In this fourth part of the tutorial, we again build on the previous example and some code that copies our job's output file back to the local machine. This is done using the saga.filesystem API package.

Prerequisites

This example assumes that you have SFTP access to the remote resource that you have used in the previous example. Again, this example assumes that you have a working public/private SSH key-pair and that you can sftp into your remote resource using those keys, i.e., your public key is in the ~/.ssh/authorized_hosts file on the remote machine. If you are not sure how this works, you might want to read SSH and GSISSH first.

Hands-On: Remote Job Submission with File Staging

Copy the code from the previous example 3 to a new file saga_example_remote_staging.py. Add the following code after the last print, right before the except statement:

Note: Make sure that you adjust the paths to reflect your home directory on the remote machine.

outfilesource = 'sftp://localhost/Users/oweidner/myjob.stdout'
outfiletarget = 'file://localhost/tmp/'
out = saga.filesystem.File(outfilesource, session=ses)
out.copy(outfiletarget)

print "Staged out %s to %s (size: %s bytes)" % (outfilesource, outfiletarget, out.get_size())

Run the Code

Save the file and execute it:

python saga_example_remote_staging.py

The output should look something like this:

Job ID    : None
Job State : saga.job.Job.New

...starting job...

Job ID    : [ssh://localhost]-[67712]
Job State : saga.job.Job.Running

...waiting for job...

Job State : saga.job.Job.Done
Exitcode  : 0

Staged out sftp://localhost/Users/oweidner/myjob.stdout to file://localhost/tmp/ (size: 16 bytes)

Check the Output

Your output file should now be in /tmp/myjob.stdout and contain the string "Hello from SAGA".

Details & Discussion

Another important feature of SAGA is its (remote) file and directory handling capabilities. These capabilities are packaged in the bliss.saga.filesystem module (API Doc). Two main classes are defined in this module:

  • The filesystem.File class (API Doc) provides a handle to a (remote) file.
  • The filesystem.Directory class (API Doc) provides a handle to a (remote) directory.

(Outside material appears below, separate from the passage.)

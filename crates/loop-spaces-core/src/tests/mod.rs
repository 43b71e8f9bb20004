mod hotkey;
mod overlay;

Together, these two classes can be used to traverse and modify local and remote filesystems. Currently (v. 0.2.4), SAGA supports the SFTP protocol, but other protocol plug-ins are under development.

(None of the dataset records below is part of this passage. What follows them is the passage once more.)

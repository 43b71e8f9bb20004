//! Per-presentation selection state machine.
//!
//! A session is built from the item list supplied when the switcher opens
//! and lives until the switcher hides. It owns the cursor and the two
//! outcome callbacks, nothing else.

use crate::{KeyDisposition, SelectableItem, SelectionKey};

use tracing::{debug, info};
use uuid::Uuid;

/// Invoked with the highlighted item when the user commits.
pub type CommitCallback = Box<dyn FnMut(SelectableItem)>;

/// Invoked when the user abandons the switcher.
pub type CancelCallback = Box<dyn FnMut()>;

/// Cursor state for one presentation of the switcher.
///
/// Invariant: `cursor` is `Some(i)` with `i < items.len()` whenever `items`
/// is non-empty, and `None` otherwise.
pub struct SelectionSession {
    session_id: Uuid,
    items: Vec<SelectableItem>,
    cursor: Option<usize>,
    finished: bool,
    on_commit: CommitCallback,
    on_cancel: CancelCallback,
}

impl SelectionSession {
    /// Start a session over `items`.
    ///
    /// The cursor starts on the first item marked currently active, on the
    /// first item if none is, and is absent for an empty list.
    pub fn initialize(
        items: Vec<SelectableItem>,
        on_commit: CommitCallback,
        on_cancel: CancelCallback,
    ) -> Self {
        let cursor = if items.is_empty() {
            None
        } else {
            Some(
                items
                    .iter()
                    .position(|item| item.is_currently_active)
                    .unwrap_or(0),
            )
        };

        let session_id = Uuid::new_v4();
        debug!(
            session_id = %session_id,
            item_count = items.len(),
            cursor = ?cursor,
            "Selection session started"
        );

        Self {
            session_id,
            items,
            cursor,
            finished: false,
            on_commit,
            on_cancel,
        }
    }

    /// Apply one key event.
    ///
    /// Once commit or cancel has fired the session is finished and every
    /// further key is ignored until the caller hides the overlay.
    pub fn handle_key(&mut self, key: SelectionKey) -> KeyDisposition {
        let (Some(cursor), false) = (self.cursor, self.finished) else {
            return KeyDisposition::Ignored;
        };
        let len = self.items.len();

        match key {
            SelectionKey::Left => {
                self.move_to((cursor + len - 1) % len);
                KeyDisposition::Handled
            }
            SelectionKey::Right => {
                self.move_to((cursor + 1) % len);
                KeyDisposition::Handled
            }
            SelectionKey::Commit => {
                let item = self.items[cursor];
                self.finished = true;
                info!(session_id = %self.session_id, space_id = item.id, "Selection committed");
                (self.on_commit)(item);
                KeyDisposition::Handled
            }
            SelectionKey::Cancel => {
                self.finished = true;
                info!(session_id = %self.session_id, "Selection cancelled");
                (self.on_cancel)();
                KeyDisposition::Handled
            }
            SelectionKey::Other => KeyDisposition::Ignored,
        }
    }

    /// Index of the highlighted item, `None` for an empty list.
    pub fn cursor_index(&self) -> Option<usize> {
        self.cursor
    }

    /// The highlighted item, `None` for an empty list.
    pub fn selected(&self) -> Option<&SelectableItem> {
        self.cursor.and_then(|index| self.items.get(index))
    }

    /// Items this session was created with, in presentation order.
    pub fn items(&self) -> &[SelectableItem] {
        &self.items
    }

    /// Correlation id used in log output.
    pub fn session_id(&self) -> Uuid {
        self.session_id
    }

    /// Whether commit or cancel has already fired.
    pub fn is_finished(&self) -> bool {
        self.finished
    }

    fn move_to(&mut self, index: usize) {
        debug!(session_id = %self.session_id, from = ?self.cursor, to = index, "Cursor moved");
        self.cursor = Some(index);
    }
}

impl std::fmt::Debug for SelectionSession {
    fn fmt(&self, f: &mut std::fmt::Formatter<'_>) -> std::fmt::Result {
        f.debug_struct("SelectionSession")
            .field("session_id", &self.session_id)
            .field("items", &self.items)
            .field("cursor", &self.cursor)
            .field("finished", &self.finished)
            .finish_non_exhaustive()
    }
}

Hands-On: Listing a Remote Directory

NOTE: For security reasons, SAGA does not support SSH authentication via plain username/password. In order to use the sftp plug-in with remote machines, it is hence necessary to set-up public-key-based ssh-keychain access to the remote hosts you want to use. For this tutorial, we use localhost for the sake of simplicity. If you need help setting up your ssh key, please check our guide to configuring SSH Password-Less Login

In your $HOME directory, open a new file saga_example_2.py with your favorite editor (e.g., vim) and paste the following content:

import os, sys, getpass
import bliss.saga as saga

def main():

    try:
        # create a new subdirectory in /tmp/
        tmp = saga.filesystem.Directory("sftp://localhost/tmp")
        mydir = tmp.open_dir(getpass.getuser(), saga.filesystem.Create)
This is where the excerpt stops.